Linda Hutchinson-Jafar in AlertNet: …Tobago, the smaller sister island of industrialised Trinidad, promotes itself as an eco-tourism destination, attracting visitors from around the world to its rainforests, wetlands, mangroves and coral reefs, which host a colourful array of birds and fish.

...Orville London, chief secretary of the Tobago House of Assembly, which administers the island, agrees that the local climate appears to be shifting, bringing larger storms. “We can no longer be considered to be outside of the hurricane belt,” he explains. “Once there was the perception that we were almost immune from hurricanes, but recent changes have indicated that this is not necessarily the case based on the kind of natural challenges we've had in recent years.”

Besides more extreme weather patterns, London notes that other impacts linked with climate change, such as coastal erosion and coral bleaching, are starting to be felt locally.
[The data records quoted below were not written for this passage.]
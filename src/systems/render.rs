//! GPU rendering system
//!
//! Manages GPU rendering including:
//! - Render context and surface
//! - Hypercube upload and the depth peel renderer
//! - Frame rendering

use std::sync::Arc;
use winit::window::Window;
use juxtapos_math::{Hypercube, Mat4};
use juxtapos_render::{
    context::{ContextError, RenderContext},
    framebuffer::{PEEL_COLOR_FORMAT, PEEL_DEPTH_FORMAT},
    pipeline::position_gradient_color,
    supported_sample_count, DepthPeelRenderer, FrameParams, FramebufferError, PeelMesh,
    PeelRendererError, ViewCamera, Viewport,
};
use crate::config::AppConfig;

/// Render error types
#[derive(Debug)]
pub enum RenderError {
    /// Surface was lost (window resized, minimized, etc.)
    SurfaceLost,
    /// GPU out of memory
    OutOfMemory,
    /// Other surface error
    Other(String),
}

impl std::fmt::Display for RenderError {
    fn fmt(&self, f: &mut std::fmt::Formatter<'_>) -> std::fmt::Result {
        match self {
            RenderError::SurfaceLost => write!(f, "Surface lost"),
            RenderError::OutOfMemory => write!(f, "Out of memory"),
            RenderError::Other(msg) => write!(f, "Render error: {}", msg),
        }
    }
}

impl std::error::Error for RenderError {}

/// Startup (and resize) failure of the render system
#[derive(Debug)]
pub enum RenderSystemError {
    Context(ContextError),
    Renderer(PeelRendererError),
    /// The window has no drawable area at startup
    ZeroViewport,
}

impl std::fmt::Display for RenderSystemError {
    fn fmt(&self, f: &mut std::fmt::Formatter<'_>) -> std::fmt::Result {
        match self {
            RenderSystemError::Context(e) => write!(f, "{}", e),
            RenderSystemError::Renderer(e) => write!(f, "{}", e),
            RenderSystemError::ZeroViewport => write!(f, "Window has zero size"),
        }
    }
}

impl std::error::Error for RenderSystemError {
    fn source(&self) -> Option<&(dyn std::error::Error + 'static)> {
        match self {
            RenderSystemError::Context(e) => Some(e),
            RenderSystemError::Renderer(e) => Some(e),
            RenderSystemError::ZeroViewport => None,
        }
    }
}

impl From<ContextError> for RenderSystemError {
    fn from(e: ContextError) -> Self {
        RenderSystemError::Context(e)
    }
}

impl From<PeelRendererError> for RenderSystemError {
    fn from(e: PeelRendererError) -> Self {
        RenderSystemError::Renderer(e)
    }
}

/// Manages GPU rendering
pub struct RenderSystem {
    context: RenderContext,
    renderer: DepthPeelRenderer,
    camera: ViewCamera,
    /// Current drawable size, `None` while minimized
    viewport: Option<Viewport>,
    show_edges: bool,
}

impl RenderSystem {
    /// Create render system from window and config, uploading the hypercube
    pub fn new(window: Arc<Window>, config: &AppConfig) -> Result<Self, RenderSystemError> {
        let fallback = Viewport::new(config.window.width, config.window.height);
        let context = pollster::block_on(RenderContext::new(window, config.window.vsync))?;
        let context_viewport = context.viewport();
        let viewport = context_viewport
            .or(fallback)
            .ok_or(RenderSystemError::ZeroViewport)?;

        let cube = Hypercube::new(config.geometry.dimension);
        let mesh = PeelMesh::from_hypercube(&context.device, &cube, &position_gradient_color);

        let mut settings = config.peel_settings();
        settings.samples = supported_sample_count(
            &context.adapter,
            &[context.config.format, PEEL_COLOR_FORMAT, PEEL_DEPTH_FORMAT],
            settings.samples,
        );

        let renderer = DepthPeelRenderer::new(
            &context.device,
            context.config.format,
            viewport,
            mesh,
            settings,
        )?;

        Ok(Self {
            context,
            renderer,
            camera: config.camera.to_camera(),
            viewport: context_viewport,
            show_edges: config.rendering.show_edges,
        })
    }

    /// Handle window resize
    ///
    /// A zero size (minimized window) suspends rendering until the next resize.
    pub fn resize(&mut self, width: u32, height: u32) -> Result<(), FramebufferError> {
        self.viewport = Viewport::new(width, height);
        if let Some(viewport) = self.viewport {
            self.context
                .resize(winit::dpi::PhysicalSize::new(width, height));
            self.renderer.resize(&self.context.device, viewport)?;
        }
        Ok(())
    }

    /// Reconfigure the surface after it was lost
    pub fn recover_surface(&self) {
        self.context.reconfigure();
    }

    /// Toggle the wireframe overlay, returns the new state
    pub fn toggle_edges(&mut self) -> bool {
        self.show_edges = !self.show_edges;
        self.show_edges
    }

    /// Render a single frame with the given 4D model transform
    pub fn render_frame(&mut self, model: Mat4) -> Result<(), RenderError> {
        let Some(viewport) = self.viewport else {
            return Ok(());
        };

        let frame = FrameParams {
            model,
            view_proj: self.camera.view_projection(viewport.aspect_ratio()),
            viewport,
            show_edges: self.show_edges,
        };

        // Get surface texture
        let output = match self.context.surface.get_current_texture() {
            Ok(output) => output,
            Err(wgpu::SurfaceError::Lost) => return Err(RenderError::SurfaceLost),
            Err(wgpu::SurfaceError::OutOfMemory) => return Err(RenderError::OutOfMemory),
            Err(e) => return Err(RenderError::Other(format!("{:?}", e))),
        };

        let view = output
            .texture
            .create_view(&wgpu::TextureViewDescriptor::default());

        let mut encoder = self
            .context
            .device
            .create_command_encoder(&wgpu::CommandEncoderDescriptor {
                label: Some("Render Encoder"),
            });

        self.renderer
            .render_frame(&self.context.queue, &mut encoder, &view, &frame);

        self.context.queue.submit(std::iter::once(encoder.finish()));
        output.present();

        Ok(())
    }
}

#[cfg(test)]
mod tests {
    use super::*;

    #[test]
    fn test_render_error_display() {
        assert_eq!(format!("{}", RenderError::SurfaceLost), "Surface lost");
        assert_eq!(format!("{}", RenderError::OutOfMemory), "Out of memory");
        assert_eq!(
            format!("{}", RenderError::Other("test".to_string())),
            "Render error: test"
        );
    }

    #[test]
    fn test_system_error_wraps_source() {
        use std::error::Error;

        let err = RenderSystemError::from(ContextError::NoAdapter);
        assert_eq!(err.to_string(), "No suitable GPU adapter found");
        assert!(err.source().is_some());
        assert!(RenderSystemError::ZeroViewport.source().is_none());

        let err = RenderSystemError::from(PeelRendererError::Pipeline {
            name: "Edge Pipeline",
            message: "rejected".to_string(),
        });
        assert_eq!(err.to_string(), "Failed to create Edge Pipeline: rejected");
        assert!(err.source().is_some());
    }
}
Studies are being carried out to determine how best the island can prepare itself for global warming.

…The Caribbean, mainly comprised of small island nations, is the world’s most tourist-dependent region, and one of the most vulnerable to the negative impacts of climate change. Tourism accounts for around 13 percent of the Caribbean’s gross domestic product (GDP), and is an important economic driver. It brings in employment, foreign exchange earnings and foreign investment. But experts say it faces a serious threat from rising sea levels, coral bleaching, increasingly powerful tropical hurricanes and longer periods of drought.

The World Bank estimates the potential impact of climate change on all Caribbean Community (CARICOM) countries at $9.9 billion a year, or around 11.3 percent of total annual GDP….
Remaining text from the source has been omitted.